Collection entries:
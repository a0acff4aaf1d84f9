//! JSON world description: the ordered waypoint list plus simulation tuning.

use std::fs;
use std::path::Path;

use planetglide_core::{SimConfig, WaypointDescriptor};
use serde::{Deserialize, Serialize};
use tracing::info;

use crate::error::SimError;

/// Everything needed to build a [`crate::Game`].
#[derive(Debug, Clone, Default, PartialEq, Serialize, Deserialize)]
pub struct WorldConfig {
    /// Waypoints in registration order; earlier entries win overlaps.
    #[serde(default)]
    pub waypoints: Vec<WaypointDescriptor>,
    #[serde(default)]
    pub sim: SimConfig,
}

impl WorldConfig {
    /// Load and validate a world file.
    pub fn from_path<P: AsRef<Path>>(path: P) -> Result<Self, SimError> {
        let path = path.as_ref();
        let text = fs::read_to_string(path)?;
        let world = Self::from_json_str(&text)?;
        info!(
            "loaded {} waypoints from {}",
            world.waypoints.len(),
            path.display()
        );
        Ok(world)
    }

    /// Parse and validate a world description.
    pub fn from_json_str(text: &str) -> Result<Self, SimError> {
        let world: Self = serde_json::from_str(text)?;
        world.sim.validate()?;
        Ok(world)
    }

    pub fn to_json_pretty(&self) -> Result<String, SimError> {
        Ok(serde_json::to_string_pretty(self)?)
    }
}

#[cfg(test)]
mod tests {
    use super::*;
    use glam::Vec3;
    use planetglide_core::{ConfigError, WaypointId};

    #[test]
    fn test_parse_waypoints_in_order() {
        let text = r#"{
            "waypoints": [
                { "id": 3, "direction": [1.0, 0.0, 0.0] },
                { "id": 1, "direction": [0.0, 0.0, 1.0] }
            ],
            "sim": { "seed": 5 }
        }"#;
        let world = WorldConfig::from_json_str(text).unwrap();
        assert_eq!(world.waypoints.len(), 2);
        assert_eq!(world.waypoints[0].id, WaypointId(3));
        assert_eq!(world.waypoints[1].direction, Vec3::Z);
        assert_eq!(world.sim.seed, Some(5));
    }

    #[test]
    fn test_missing_sections_default() {
        let world = WorldConfig::from_json_str("{}").unwrap();
        assert!(world.waypoints.is_empty());
        assert_eq!(world.sim, SimConfig::default());
    }

    #[test]
    fn test_invalid_config_rejected() {
        let err = WorldConfig::from_json_str(r#"{ "sim": { "planet": { "radius": -1.0 } } }"#)
            .unwrap_err();
        assert!(matches!(
            err,
            SimError::Config(ConfigError::NotPositive { .. })
        ));
    }

    #[test]
    fn test_malformed_json_rejected() {
        let err = WorldConfig::from_json_str("{ waypoints: ").unwrap_err();
        assert!(matches!(err, SimError::Json(_)));
    }

    #[test]
    fn test_missing_file_is_io_error() {
        let err = WorldConfig::from_path("/definitely/not/here.json").unwrap_err();
        assert!(matches!(err, SimError::Io(_)));
    }

    #[test]
    fn test_pretty_json_reloads() {
        let world = WorldConfig {
            waypoints: vec![WaypointDescriptor::new(9, Vec3::new(0.0, -1.0, 0.0))],
            sim: SimConfig::default(),
        };
        let text = world.to_json_pretty().unwrap();
        assert_eq!(WorldConfig::from_json_str(&text).unwrap(), world);
    }
}
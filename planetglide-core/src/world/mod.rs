//! The planet, its waypoints and its clouds.
//!
//! The world answers two questions each tick: which waypoint (if any) the
//! plane is inside, and which clouds it just flew through. Struck clouds ask
//! the [`ParticleEngine`] for a small burst of debris.

pub mod cloud;

pub use cloud::Cloud;

use std::f32::consts::TAU;

use glam::{Quat, Vec3};
use rand::rngs::SmallRng;
use rand::{Rng, SeedableRng};
use tracing::{debug, info};

use crate::collider::Sphere;
use crate::config::{DispersalConfig, SimConfig};
use crate::error::ConfigError;
use crate::math::{degrees_to_radians, orthogonal_vector};
use crate::particles::{InstanceTransform, ParticleEngine};
use crate::waypoint::{Waypoint, WaypointDescriptor};

/// Owns the planet sphere, the waypoint set and the cloud set.
#[derive(Debug)]
pub struct World {
    planet: Sphere,
    waypoints: Vec<Waypoint>,
    clouds: Vec<Cloud>,
    dispersal: DispersalConfig,
    rng: SmallRng,
}

impl World {
    /// Build the world from validated configuration and an ordered waypoint list.
    ///
    /// Clouds are placed over `config.clouds.directions` when given, otherwise
    /// `config.clouds.count` of them are scattered at random.
    pub fn new(config: &SimConfig, waypoints: &[WaypointDescriptor]) -> Result<Self, ConfigError> {
        config.validate()?;

        let mut rng = match config.seed {
            Some(seed) => SmallRng::seed_from_u64(seed),
            None => SmallRng::from_entropy(),
        };

        let radius = config.planet.radius;
        let waypoints = waypoints
            .iter()
            .map(|d| Waypoint::new(d, radius, &config.waypoint))
            .collect::<Result<Vec<_>, _>>()?;

        let directions: Vec<Vec3> = if config.clouds.directions.is_empty() {
            (0..config.clouds.count)
                .map(|_| random_direction(&mut rng))
                .collect()
        } else {
            config
                .clouds
                .directions
                .iter()
                .map(|d| d.normalize())
                .collect()
        };

        let clouds = directions
            .into_iter()
            .map(|direction| {
                let roll = rng.gen_range(0.0..TAU);
                let drift_axis = Quat::from_axis_angle(direction, roll) * orthogonal_vector(direction);
                let phase = rng.gen_range(0.0..TAU);
                Cloud::new(direction, drift_axis, phase, radius, &config.clouds)
            })
            .collect::<Vec<_>>();

        info!(
            "world built: radius {}, {} waypoints, {} clouds",
            radius,
            waypoints.len(),
            clouds.len()
        );

        Ok(Self {
            planet: Sphere::new(Vec3::ZERO, radius),
            waypoints,
            clouds,
            dispersal: config.clouds.dispersal.clone(),
            rng,
        })
    }

    pub fn planet(&self) -> &Sphere {
        &self.planet
    }

    pub fn waypoints(&self) -> &[Waypoint] {
        &self.waypoints
    }

    pub fn clouds(&self) -> &[Cloud] {
        &self.clouds
    }

    /// The waypoint whose zone contains a unit collider at `position`.
    ///
    /// Every waypoint's hit state is refreshed, in insertion order, so entry
    /// edges stay correct for all of them. When zones overlap, the first
    /// registered one wins.
    pub fn current_waypoint(&mut self, position: Vec3) -> Option<&Waypoint> {
        let probe = Sphere::unit(position);
        let mut first = None;

        for (index, waypoint) in self.waypoints.iter_mut().enumerate() {
            if waypoint.is_colliding(&probe) && first.is_none() {
                first = Some(index);
            }
        }

        first.map(|index| &self.waypoints[index])
    }

    /// Advance every cloud one tick against a unit collider at `object_position`.
    ///
    /// Struck clouds disperse and spawn a burst into `particles`. Returns the
    /// indices of clouds dispersed on this tick.
    pub fn update_clouds(
        &mut self,
        object_position: Vec3,
        dt: f32,
        particles: &mut ParticleEngine,
    ) -> Vec<usize> {
        let probe = Sphere::unit(object_position);
        let mut dispersed = Vec::new();

        for index in 0..self.clouds.len() {
            if !self.clouds[index].update(dt, &probe) {
                continue;
            }

            let origin = self.clouds[index].position();
            let outward = (origin - object_position)
                .try_normalize()
                .unwrap_or_else(|| self.clouds[index].direction());
            let spawned = self.spawn_burst(origin, outward, particles);
            debug!("cloud {} dispersed, {} particles", index, spawned);
            dispersed.push(index);
        }

        dispersed
    }

    /// Render transforms for every cloud slot; dispersed clouds are hidden.
    pub fn cloud_transforms(&self) -> impl Iterator<Item = InstanceTransform> + '_ {
        self.clouds.iter().map(Cloud::transform)
    }

    /// Spawn debris flying away from the plane, each piece tilted off
    /// `outward` by a random angle within the configured spread.
    fn spawn_burst(&mut self, origin: Vec3, outward: Vec3, particles: &mut ParticleEngine) -> usize {
        let config = &self.dispersal;
        let count = self
            .rng
            .gen_range(config.min_particles..=config.max_particles);
        let spread = degrees_to_radians(config.spread_degrees).abs();
        let perpendicular = orthogonal_vector(outward);

        let mut spawned = 0;
        for _ in 0..count {
            let roll = self.rng.gen_range(0.0..TAU);
            let tilt_axis = Quat::from_axis_angle(outward, roll) * perpendicular;
            let tilt = self.rng.gen_range(-spread..=spread);
            let direction = Quat::from_axis_angle(tilt_axis, tilt) * outward;
            let speed = self.rng.gen_range(config.min_speed..=config.max_speed);

            if particles
                .spawn(
                    origin,
                    direction * speed,
                    Vec3::splat(config.particle_scale),
                    config.color,
                    config.particle_duration,
                )
                .is_some()
            {
                spawned += 1;
            }
        }
        spawned
    }
}

/// Uniformly distributed unit vector.
fn random_direction(rng: &mut SmallRng) -> Vec3 {
    let z: f32 = rng.gen_range(-1.0..=1.0);
    let theta: f32 = rng.gen_range(0.0..TAU);
    let r = (1.0 - z * z).max(0.0).sqrt();
    Vec3::new(r * theta.cos(), r * theta.sin(), z)
}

## What is required
Scan the records above for the string "perpendicular", and copy every line where it turns up.

## Output for this task
        let perpendicular = orthogonal_vector(outward);
            let tilt_axis = Quat::from_axis_angle(outward, roll) * perpendicular;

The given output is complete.